### [WHAT YOU WILL DO]
Starting at the first line of the data below, write out each line exactly until you reach the line containing "Public License as", and include that line too.

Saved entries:
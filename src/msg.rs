/* This file is part of DarkFi (https://dark.fi)
 *
 * Copyright (C) 2020-2025 Dyne.org foundation
 *
 * This program is free software: you can redistribute it and/or modify
 * it under the terms of the GNU Affero General Public License as
 * published by the Free Software Foundation, either version 3 of the
 * License, or (at your option) any later version.
 *
 * This program is distributed in the hope that it will be useful,
 * but WITHOUT ANY WARRANTY; without even the implied warranty of
 * MERCHANTABILITY or FITNESS FOR A PARTICULAR PURPOSE.  See the
 * GNU Affero General Public License for more details.
 *
 * You should have received a copy of the GNU Affero General Public License
 * along with this program.  If not, see <https://www.gnu.org/licenses/>.
 */

use std::collections::HashMap;

use tinyjson::JsonValue;

use crate::fee::{coins_to_json, Coin};

/// Messages understood by the ledger. Contract payloads (`init_msg`,
/// `msg`) are opaque JSON and are not validated against any schema.
#[derive(Clone, Debug, PartialEq)]
pub enum WasmMsg {
    /// Upload contract bytecode
    StoreCode { sender: String, wasm_byte_code: Vec<u8> },

    /// Create a contract instance from stored code
    InstantiateContract {
        sender: String,
        admin: Option<String>,
        code_id: u64,
        label: Option<String>,
        init_msg: JsonValue,
        funds: Vec<Coin>,
    },

    /// Send a state-changing message to a contract instance
    ExecuteContract { sender: String, contract: String, msg: JsonValue, funds: Vec<Coin> },

    /// Plain bank transfer
    Send { from_address: String, to_address: String, amount: Vec<Coin> },
}

impl WasmMsg {
    /// Message type tag used on the wire
    pub fn type_url(&self) -> &'static str {
        match self {
            Self::StoreCode { .. } => "wasm/MsgStoreCode",
            Self::InstantiateContract { .. } => "wasm/MsgInstantiateContract",
            Self::ExecuteContract { .. } => "wasm/MsgExecuteContract",
            Self::Send { .. } => "bank/MsgSend",
        }
    }

    /// Address the message is signed for
    pub fn signer(&self) -> &str {
        match self {
            Self::StoreCode { sender, .. } |
            Self::InstantiateContract { sender, .. } |
            Self::ExecuteContract { sender, .. } => sender,
            Self::Send { from_address, .. } => from_address,
        }
    }

    pub fn to_json(&self) -> JsonValue {
        let s = |v: &str| JsonValue::String(v.to_string());

        let value = match self {
            Self::StoreCode { sender, wasm_byte_code } => HashMap::from([
                ("sender".to_string(), s(sender)),
                ("wasm_byte_code".to_string(), JsonValue::String(hex::encode(wasm_byte_code))),
            ]),

            Self::InstantiateContract { sender, admin, code_id, label, init_msg, funds } => {
                let mut map = HashMap::from([
                    ("sender".to_string(), s(sender)),
                    ("code_id".to_string(), JsonValue::String(code_id.to_string())),
                    ("init_msg".to_string(), init_msg.clone()),
                    ("funds".to_string(), coins_to_json(funds)),
                ]);
                if let Some(admin) = admin {
                    map.insert("admin".to_string(), s(admin));
                }
                if let Some(label) = label {
                    map.insert("label".to_string(), s(label));
                }
                map
            }

            Self::ExecuteContract { sender, contract, msg, funds } => HashMap::from([
                ("sender".to_string(), s(sender)),
                ("contract".to_string(), s(contract)),
                ("msg".to_string(), msg.clone()),
                ("funds".to_string(), coins_to_json(funds)),
            ]),

            Self::Send { from_address, to_address, amount } => HashMap::from([
                ("from_address".to_string(), s(from_address)),
                ("to_address".to_string(), s(to_address)),
                ("amount".to_string(), coins_to_json(amount)),
            ]),
        };

        JsonValue::Object(HashMap::from([
            ("type".to_string(), s(self.type_url())),
            ("value".to_string(), JsonValue::Object(value)),
        ]))
    }
}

### [RESULT OF THIS EXERCISE]
filename src/msg.rs
/* This file is part of DarkFi (https://dark.fi)
 *
 * Copyright (C) 2020-2025 Dyne.org foundation
 *
 * This program is free software: you can redistribute it and/or modify
 * it under the terms of the GNU Affero General Public License as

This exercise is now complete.